舞台は遥か未来、環境破壊が止まらず、地上が汚染されきった地球。

地下に新天地を求めた人類は、その開発の労働力として人工生命体「マリガン」を創り出す。しかし、自我に目覚めたマリガンはやがて人類に離反し、逆に地下世界を乗っ取ってしまう。

それから1600年後、地下への希望を捨てた人類は、代わりに「遺伝子操作 (というより肉体改造手術?) により、永遠の命を持つ半機半人のサイボーグになる」という道を選択。完全なるリモート社会を作り上げ、どうにか汚染された世界から身を守って生き延びていた。ところがある日、そんな人類に新種のウイルスが襲いかかり、実に人口の30%もの命が失われてしまう。 

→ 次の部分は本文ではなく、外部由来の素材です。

//! Main generator producing field values and association choices.

use crate::generators::{internet, numeric, person, sample, text, timestamp};
use chrono::{DateTime, Utc};
use rand::rngs::StdRng;
use rand::{Rng, SeedableRng};
use std::ops::RangeInclusive;

/// Error type for generator operations.
#[derive(Debug, thiserror::Error)]
pub enum GeneratorError {
    /// Fewer candidates than the number of distinct picks requested
    #[error("Insufficient candidates: need {needed}, only {available} available")]
    InsufficientCandidates { needed: usize, available: usize },
}

/// Generator of synthetic content values.
///
/// Built with a seed, the generator yields the same sequence of values for
/// the same sequence of calls. Timestamps are the exception: they are drawn
/// relative to the wall clock unless [`FakeGenerator::timestamp_at`] is used.
pub struct FakeGenerator {
    /// Seed the RNG was built from
    seed: u64,
    rng: StdRng,
}

impl FakeGenerator {
    /// Create a generator with a fixed seed.
    pub fn new(seed: u64) -> Self {
        Self {
            seed,
            rng: StdRng::seed_from_u64(seed),
        }
    }

    /// Create a generator with a seed drawn from the operating system.
    ///
    /// The drawn seed is kept, so [`FakeGenerator::seed`] can reproduce the run.
    pub fn from_entropy() -> Self {
        Self::new(StdRng::from_entropy().gen())
    }

    /// Seed the generator was built from.
    pub fn seed(&self) -> u64 {
        self.seed
    }

    /// A single lowercase word.
    pub fn word(&mut self) -> String {
        text::generate_word(&mut self.rng)
    }

    /// A short personal name (a first name).
    pub fn short_name(&mut self) -> String {
        person::generate_first_name(&mut self.rng)
    }

    pub fn sentence(&mut self) -> String {
        text::generate_sentence(&mut self.rng)
    }

    /// `count` paragraphs joined by blank lines.
    pub fn paragraphs(&mut self, count: usize) -> String {
        text::generate_paragraphs(&mut self.rng, count)
    }

    pub fn full_name(&mut self) -> String {
        person::generate_full_name(&mut self.rng)
    }

    pub fn first_name(&mut self) -> String {
        person::generate_first_name(&mut self.rng)
    }

    pub fn last_name(&mut self) -> String {
        person::generate_last_name(&mut self.rng)
    }

    pub fn username(&mut self) -> String {
        person::generate_username(&mut self.rng)
    }

    pub fn password(&mut self) -> String {
        person::generate_password(&mut self.rng)
    }

    pub fn email(&mut self) -> String {
        person::generate_email(&mut self.rng)
    }

    pub fn url(&mut self) -> String {
        internet::generate_url(&mut self.rng)
    }

    pub fn ipv4(&mut self) -> String {
        internet::generate_ipv4(&mut self.rng)
    }

    pub fn user_agent(&mut self) -> String {
        internet::generate_user_agent(&mut self.rng)
    }

    pub fn country(&mut self) -> String {
        text::generate_country(&mut self.rng)
    }

    /// A storage-formatted timestamp within the year before now.
    pub fn timestamp(&mut self) -> String {
        self.timestamp_at(Utc::now())
    }

    /// A storage-formatted timestamp within the year before `now`.
    pub fn timestamp_at(&mut self, now: DateTime<Utc>) -> String {
        let dt = timestamp::generate_past_year(&mut self.rng, now);
        timestamp::format_for_storage(&dt)
    }

    /// A uniformly distributed integer in `range`.
    pub fn int_in_range(&mut self, range: RangeInclusive<u32>) -> u32 {
        numeric::generate_int_range(&mut self.rng, range)
    }

    /// One element chosen uniformly, `None` for an empty pool.
    pub fn pick_one<'a, T>(&mut self, pool: &'a [T]) -> Option<&'a T> {
        sample::pick_one(&mut self.rng, pool)
    }

    /// `k` distinct elements chosen uniformly without replacement.
    pub fn sample_distinct<T: Clone>(
        &mut self,
        pool: &[T],
        k: usize,
    ) -> Result<Vec<T>, GeneratorError> {
        sample::sample_distinct(&mut self.rng, pool, k)
    }
}

impl Default for FakeGenerator {
    fn default() -> Self {
        Self::from_entropy()
    }
}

サイボーグ化の代償として生殖能力を失っており、絶滅の危機に追い込まれた人類。彼らは最後の手段として、地下世界で進化を遂げていたマリガンから人類再生に繋がる情報を取得するという計画を開始。 

そんな地下調査計画に名乗りを上げたのが、本作の主人公(ロバートという名前だが、その名は劇中で語られない)。生徒が激減したダンス教室の講師である彼は、一発逆転の夢と冒険のロマンを求めて地下へ向かうも、そこに待っていたのは……。

 

 

と、以上が本作のプロローグにあたる部分。本編はこの主人公が地下に降下する場面から始まるが、なんとこの主人公、降下早々に人型のマリガンから銃撃を受けて爆散してしまう。 

胴体が切り離され、頭だけになった主人公 (爆速タイトル回収) は、地下世界で暮らしていたマリガンの博士に拾われ、赤ん坊のような身体を与えられる。こうして誕生するのが、メインビジュアルに描かれている奇妙なロボットだ。


f:id:kogalent:20220227164954j:image


主人公が降り立った未知の地下世界だが、その第一印象は限りなく最悪に近い。なにせ、分かってはいたことだがとにかくビジュアルが強烈なのだ。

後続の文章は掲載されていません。